## TASK REQUIREMENTS
Reproduce word for word, from the entries below, the line with "pub mod records;", the line with "pub fn from_bound(value: &BoundParam)", and every line between them, and nothing more.

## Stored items
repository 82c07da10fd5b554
pub mod error;
pub mod sql;
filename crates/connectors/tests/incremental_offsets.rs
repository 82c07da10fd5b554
use connectors::sql::{
    base::{incremental::IncrementalTracker, params::BoundParam},
    mysql::params::MySqlStatementParams,
    postgres::params::PgStatementParams,
};
use model::{
    core::value::Value,
    pagination::{
        incremental::IncrementalValue, offset::OffsetValue, offset_config::IncrementalConfig,
    },
    records::row::{FieldValue, RowData},
};
use mysql_common::params::Params;

fn orders_row(id: Value, version: Value) -> RowData {
    RowData::new(
        "orders",
        vec![
            FieldValue::new("id", id),
            FieldValue::new("row_version", version),
        ],
    )
}

// Numeric column: classify, bind at position 1, persist as a number.
#[test]
fn integral_offset_binds_and_persists_as_number() {
    let mut tracker = IncrementalTracker::new(IncrementalConfig::new("orders.id"));

    let observed = tracker
        .observe(&orders_row(Value::Int(42), Value::Null))
        .unwrap()
        .cloned();
    assert_eq!(observed, Some(IncrementalValue::Integral(42)));

    let mut stmt = PgStatementParams::new(1);
    assert!(tracker.bind(&mut stmt, 1).unwrap());
    assert_eq!(stmt.slots().get(1), Some(&BoundParam::Int(42)));
    assert_eq!(stmt.to_store().unwrap().len(), 1);

    let stored = tracker.offset().unwrap();
    assert_eq!(stored, OffsetValue::Number(42));
    assert_eq!(serde_json::to_string(&stored).unwrap(), "42");
}

// Binary column: bytes persist as base64 text and survive a restart.
#[test]
fn opaque_offset_round_trips_through_storage() {
    let config = IncrementalConfig::from_json(r#"{ "column": "row_version" }"#).unwrap();
    let mut tracker = IncrementalTracker::new(config.clone());

    tracker
        .observe(&orders_row(Value::Int(1), Value::Bytes(vec![0x00, 0xff])))
        .unwrap();
    let stored = tracker.offset().unwrap();
    assert_eq!(stored, OffsetValue::Text("AP8=".into()));

    let persisted = serde_json::to_string(&stored).unwrap();
    let reloaded: OffsetValue = serde_json::from_str(&persisted).unwrap();

    let mut restarted = IncrementalTracker::new(config);
    restarted.resume(Some(&reloaded)).unwrap();
    assert_eq!(restarted.offset(), Some(OffsetValue::Text("AP8=".into())));

    let mut stmt = MySqlStatementParams::new(2);
    assert!(restarted.bind(&mut stmt, 2).unwrap());
    assert_eq!(stmt.slots().get(2), Some(&BoundParam::Bytes(vec![0x00, 0xff])));
}

#[test]
fn text_column_is_read_as_base64() {
    let mut tracker = IncrementalTracker::new(IncrementalConfig::new("row_version"));
    tracker
        .observe(&orders_row(Value::Int(1), Value::String("AP8=".into())))
        .unwrap();

    let mut stmt = MySqlStatementParams::new(1);
    tracker.bind(&mut stmt, 1).unwrap();
    let store = stmt.to_store().unwrap();
    let Params::Positional(values) = store.params() else {
        panic!("expected positional params");
    };
    assert_eq!(values, vec![mysql_async::Value::Bytes(vec![0x00, 0xff])]);
}

// A lenient encoder may leave unused bits set in the last symbol.
#[test]
fn stored_offset_with_trailing_bits_resumes() {
    let mut tracker = IncrementalTracker::new(IncrementalConfig::new("row_version"));
    tracker
        .resume(Some(&OffsetValue::Text("AP9=".into())))
        .unwrap();

    let mut stmt = PgStatementParams::new(1);
    assert!(tracker.bind(&mut stmt, 1).unwrap());
    assert_eq!(stmt.slots().get(1), Some(&BoundParam::Bytes(vec![0x00, 0xff])));
    assert_eq!(tracker.offset(), Some(OffsetValue::Text("AP8=".into())));
}

#[test]
fn first_poll_binds_nothing() {
    let tracker = IncrementalTracker::new(IncrementalConfig::new("id"));
    let mut stmt = PgStatementParams::new(1);
    assert!(!tracker.bind(&mut stmt, 1).unwrap());
    assert!(stmt.to_store().is_err());
    assert_eq!(tracker.offset(), None);
}
pub mod base;
pub mod mysql;
pub mod postgres;
use crate::error::TrackerError;
use model::{
    pagination::{
        binder::StatementBinder,
        cursor::QualCol,
        incremental::IncrementalValue,
        observer::{NoopObserver, OffsetObserver, TracingObserver},
        offset::OffsetValue,
        offset_config::IncrementalConfig,
    },
    records::row::RowData,
};
use std::sync::Arc;
use tracing::info;

/// Keeps the last known offset of one tracked column across polls.
///
/// Each poll binds the last offset into the resume query, feeds every
/// fetched row through [`observe`](Self::observe), and persists
/// [`offset`](Self::offset) once the batch is committed.
pub struct IncrementalTracker {
    column: QualCol,
    last: Option<IncrementalValue>,
    observer: Arc<dyn OffsetObserver>,
}

impl IncrementalTracker {
    pub fn new(config: IncrementalConfig) -> Self {
        let observer: Arc<dyn OffsetObserver> = if config.trace_values {
            Arc::new(TracingObserver)
        } else {
            Arc::new(NoopObserver)
        };

        Self {
            column: config.column,
            last: None,
            observer,
        }
    }

    pub fn with_observer(mut self, observer: Arc<dyn OffsetObserver>) -> Self {
        self.observer = observer;
        self
    }

    pub fn column(&self) -> &QualCol {
        &self.column
    }

    pub fn last_value(&self) -> Option<&IncrementalValue> {
        self.last.as_ref()
    }

    /// Restores the offset read from offset storage at startup.
    pub fn resume(&mut self, stored: Option<&OffsetValue>) -> Result<(), TrackerError> {
        let Some(stored) = stored else {
            info!(column = %self.column, "No stored offset, scanning from the start");
            self.last = None;
            return Ok(());
        };

        let value = IncrementalValue::from_offset(stored)?;
        info!(column = %self.column, "Resuming from stored offset");
        self.observer.on_classified(&self.column.column, &value);
        self.last = Some(value);
        Ok(())
    }

    /// Classifies the tracked column of `row` and supersedes the last offset.
    ///
    /// A null value leaves the last offset in place.
    pub fn observe(&mut self, row: &RowData) -> Result<Option<&IncrementalValue>, TrackerError> {
        let field = row
            .get(&self.column.column)
            .ok_or_else(|| TrackerError::ColumnNotFound(self.column.to_string()))?;

        let Some(raw) = field.value.as_ref() else {
            return Ok(self.last.as_ref());
        };

        if let Some(value) = IncrementalValue::classify(raw)? {
            self.observer.on_classified(&self.column.column, &value);
            self.last = Some(value);
        }

        Ok(self.last.as_ref())
    }

    /// Binds the last offset at `position`.
    ///
    /// Returns `Ok(false)` without touching the statement when no offset has
    /// been recorded yet. Binder errors are returned as is.
    pub fn bind<B>(&self, stmt: &mut B, position: usize) -> Result<bool, B::Error>
    where
        B: StatementBinder + ?Sized,
    {
        let Some(value) = &self.last else {
            return Ok(false);
        };

        value.bind(stmt, position)?;
        self.observer.on_bind(&self.column.column, position, value);
        Ok(true)
    }

    /// Rendered form of the last offset for offset storage.
    pub fn offset(&self) -> Option<OffsetValue> {
        let rendered = self.last.as_ref()?.render();
        self.observer.on_render(&self.column.column, &rendered);
        Some(rendered)
    }
}
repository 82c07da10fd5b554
pub mod core;
pub mod pagination;
pub mod records;
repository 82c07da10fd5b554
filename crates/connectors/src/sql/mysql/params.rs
use crate::sql::base::{
    error::BindError,
    params::{BoundParam, ParamSlots},
};
use model::pagination::binder::StatementBinder;
use mysql_async::Value as MySqlValue;
use mysql_common::params::Params;

pub struct MySqlParam(MySqlValue);

impl MySqlParam {
    pub fn from_bound(value: &BoundParam) -> Self {
        match value {
            BoundParam::Int(i) => MySqlParam(MySqlValue::Int(*i)),
            BoundParam::Bytes(b) => MySqlParam(MySqlValue::Bytes(b.clone())),
        }
    }

    pub fn value(&self) -> &MySqlValue {
        &self.0
    }
}

pub struct MySqlParamStore {
    pub params: Vec<MySqlParam>,
}

impl MySqlParamStore {
    pub fn from_bound(values: &[&BoundParam]) -> Self {
        let params = values.iter().map(|v| MySqlParam::from_bound(v)).collect();
        MySqlParamStore { params }
    }

    pub fn params(&self) -> Params {
        let mysql_values: Vec<MySqlValue> = self.params.iter().map(|p| p.0.clone()).collect();
        Params::Positional(mysql_values)
    }
}

/// Bind target for a prepared MySQL statement (`?` placeholders).
#[derive(Debug, Clone)]
pub struct MySqlStatementParams {
    slots: ParamSlots,
}

impl MySqlStatementParams {
    pub fn new(count: usize) -> Self {
        Self {
            slots: ParamSlots::new(count),
        }
    }

    pub fn slots(&self) -> &ParamSlots {
        &self.slots
    }

    pub fn close(&mut self) {
        self.slots.close();
    }

    /// Converts the bound values; fails if any position is still unbound.
    pub fn to_store(&self) -> Result<MySqlParamStore, BindError> {
        let values = self.slots.values()?;
        Ok(MySqlParamStore::from_bound(&values))
    }
}

impl StatementBinder for MySqlStatementParams {
    type Error = BindError;

    fn bind_i64(&mut self, position: usize, value: i64) -> Result<(), Self::Error> {
        self.slots.bind_i64(position, value)
    }

    fn bind_bytes(&mut self, position: usize, value: &[u8]) -> Result<(), Self::Error> {
        self.slots.bind_bytes(position, value)
    }
}
pub mod row;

## WRITTEN RESPONSE
pub mod records;
repository 82c07da10fd5b554
filename crates/connectors/src/sql/mysql/params.rs
use crate::sql::base::{
    error::BindError,
    params::{BoundParam, ParamSlots},
};
use model::pagination::binder::StatementBinder;
use mysql_async::Value as MySqlValue;
use mysql_common::params::Params;

pub struct MySqlParam(MySqlValue);

impl MySqlParam {
    pub fn from_bound(value: &BoundParam) -> Self {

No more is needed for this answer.